Stored records
☆ ☆ ☆ ☆ ☆
//! Timing utilities for solver feeds.
//!
//! Solver timestamps are integer microseconds on a monotonic timeline.
//! This module provides utilities for:
//! - Converting microsecond spans to seconds
//! - Generating fixed-rate prediction ticks between observations

/// Microseconds per second.
pub const MICROS_PER_SEC: f64 = 1_000_000.0;

/// Convert microseconds to fractional seconds.
pub fn us_to_secs(us: u64) -> f64 {
    us as f64 / MICROS_PER_SEC
}

/// Fixed-interval tick generator.
///
/// A render loop polls the solver once per frame even when no new
/// observation arrived; `FrameTicker` produces those frame timestamps.
#[derive(Debug, Clone, Copy)]
pub struct FrameTicker {
    interval_us: u64,
}

impl FrameTicker {
    /// Create a ticker with an explicit interval. Zero disables ticking.
    pub fn from_interval_us(interval_us: u64) -> Self {
        Self { interval_us }
    }

    /// Whether this ticker produces any ticks.
    pub fn is_enabled(&self) -> bool {
        self.interval_us > 0
    }

    /// Tick timestamps strictly inside `(from_us, to_us)`.
    pub fn ticks_between(&self, from_us: u64, to_us: u64) -> impl Iterator<Item = u64> {
        let step = self.interval_us;
        let mut next = from_us.checked_add(step);
        std::iter::from_fn(move || {
            if step == 0 {
                return None;
            }
            let tick = next.filter(|t| *t < to_us)?;
            next = tick.checked_add(step);
            Some(tick)
        })
    }
}

#[cfg(test)]
mod tests {
    use super::*;

    #[test]
    fn test_us_to_secs() {
        assert!((us_to_secs(1_500_000) - 1.5).abs() < 1e-12);
        assert_eq!(us_to_secs(0), 0.0);
        assert!((us_to_secs(33_333) - 0.033_333).abs() < 1e-12);
    }

    #[test]
    fn test_ticks_are_strictly_between() {
        let ticker = FrameTicker::from_interval_us(100);
        let ticks: Vec<u64> = ticker.ticks_between(1_000, 1_300).collect();
        assert_eq!(ticks, vec![1_100, 1_200]);
    }

    #[test]
    fn test_ticks_skip_short_gaps() {
        let ticker = FrameTicker::from_interval_us(33_333);
        assert_eq!(ticker.ticks_between(0, 20_000).count(), 0);
        assert_eq!(ticker.ticks_between(0, 100_000).count(), 3);
    }

    #[test]
    fn test_disabled_ticker() {
        let ticker = FrameTicker::from_interval_us(0);
        assert!(!ticker.is_enabled());
        assert_eq!(ticker.ticks_between(0, 1_000_000).count(), 0);
    }

    #[test]
    fn test_ticks_near_u64_max_stop() {
        let ticker = FrameTicker::from_interval_us(10);
        assert_eq!(ticker.ticks_between(u64::MAX - 5, u64::MAX).count(), 0);
    }
}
☆ ☆ ☆ ☆ ☆
Every line that contains the string "step" should be copied from the records.

        let step = self.interval_us;
        let mut next = from_us.checked_add(step);
            if step == 0 {
            next = tick.checked_add(step);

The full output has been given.